**The problem:** Lines that include "other" make up the answer; copy all of them from the data below.

**Given data:**

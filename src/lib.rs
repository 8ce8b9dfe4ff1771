//! Wordspace - Embedding Vector Store
//!
//! Loads word embeddings into a flat in-memory store and answers similarity
//! queries (top-K, best match, analogies) by splitting the vocabulary across
//! a pool of scoped worker threads.

pub mod command;
pub mod error;
pub mod io;
pub mod metrics;
pub mod parallel;
pub mod persistence;
pub mod vector;

pub use command::QueryCommand;
pub use error::{Result, SpaceError};
pub use io::{load_embeddings, LoadOptions};
pub use metrics::Metrics;
pub use parallel::{ExecutorConfig, RangeExecutor};
pub use vector::{Analogy, EmbeddingStore, Neighbor, SimilarityEngine};
//! Query Commands
//!
//! Parses lines typed at the interactive query shell.

use crate::error::{Result, SpaceError};

/// Help text listing every shell command
pub const HELP: &str = "\
Available commands:
  similar <term> [k]          Terms most similar to <term>
  best <term>                 Closest other term to <term>
  analogy <term> [+t|-t]...   Terms closest to the sum (+) / difference (-) of vectors
                              e.g. analogy king -man +woman
  freq <term>                 Corpus frequency and rank of <term>
  stats                       Store size and query latencies
  help                        Show this message
  quit                        Exit";

/// Parsed shell command
#[derive(Debug, Clone, PartialEq, Eq)]
pub enum QueryCommand {
    /// Top-K neighbours of a stored term
    Similar { term: String, k: Option<usize> },

    /// Single best neighbour of a stored term
    Best { term: String },

    /// Vector arithmetic over stored terms
    Analogy {
        positive: Vec<String>,
        negative: Vec<String>,
    },

    /// Frequency lookup
    Frequency { term: String },

    Stats,
    Help,
    Quit,
}

impl QueryCommand {
    /// Parse one input line
    pub fn parse(input: &str) -> Result<Self> {
        let mut parts = input.split_whitespace();
        let name = parts
            .next()
            .ok_or_else(|| SpaceError::Command("Empty command".to_string()))?
            .to_ascii_lowercase();
        let args: Vec<&str> = parts.collect();

        match name.as_str() {
            "similar" | "sim" => match args.as_slice() {
                [term] => Ok(QueryCommand::Similar {
                    term: term.to_string(),
                    k: None,
                }),
                [term, k] => {
                    let k = k.parse().map_err(|_| {
                        SpaceError::Command(format!("Invalid count: {}", k))
                    })?;
                    Ok(QueryCommand::Similar {
                        term: term.to_string(),
                        k: Some(k),
                    })
                }
                _ => Err(usage("similar <term> [k]")),
            },

            "best" => match args.as_slice() {
                [term] => Ok(QueryCommand::Best {
                    term: term.to_string(),
                }),
                _ => Err(usage("best <term>")),
            },

            "analogy" => Self::parse_analogy(&args),

            "freq" | "frequency" => match args.as_slice() {
                [term] => Ok(QueryCommand::Frequency {
                    term: term.to_string(),
                }),
                _ => Err(usage("freq <term>")),
            },

            "stats" => Ok(QueryCommand::Stats),
            "help" => Ok(QueryCommand::Help),
            "quit" | "exit" => Ok(QueryCommand::Quit),

            other => Err(SpaceError::Command(format!("Unknown command: {}", other))),
        }
    }

    fn parse_analogy(args: &[&str]) -> Result<Self> {
        if args.is_empty() {
            return Err(usage("analogy <term> [+term|-term]..."));
        }

        let mut positive = Vec::new();
        let mut negative = Vec::new();
        for &arg in args {
            let (target, term) = match arg.strip_prefix('-') {
                Some(rest) => (&mut negative, rest),
                None => (&mut positive, arg.strip_prefix('+').unwrap_or(arg)),
            };
            if term.is_empty() {
                return Err(SpaceError::Command(format!("Missing term after {:?}", arg)));
            }
            target.push(term.to_string());
        }

        Ok(QueryCommand::Analogy { positive, negative })
    }
}

fn usage(syntax: &str) -> SpaceError {
    SpaceError::Command(format!("Usage: {}", syntax))
}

**Answer box:**
  best <term>                 Closest other term to <term>
            other => Err(SpaceError::Command(format!("Unknown command: {}", other))),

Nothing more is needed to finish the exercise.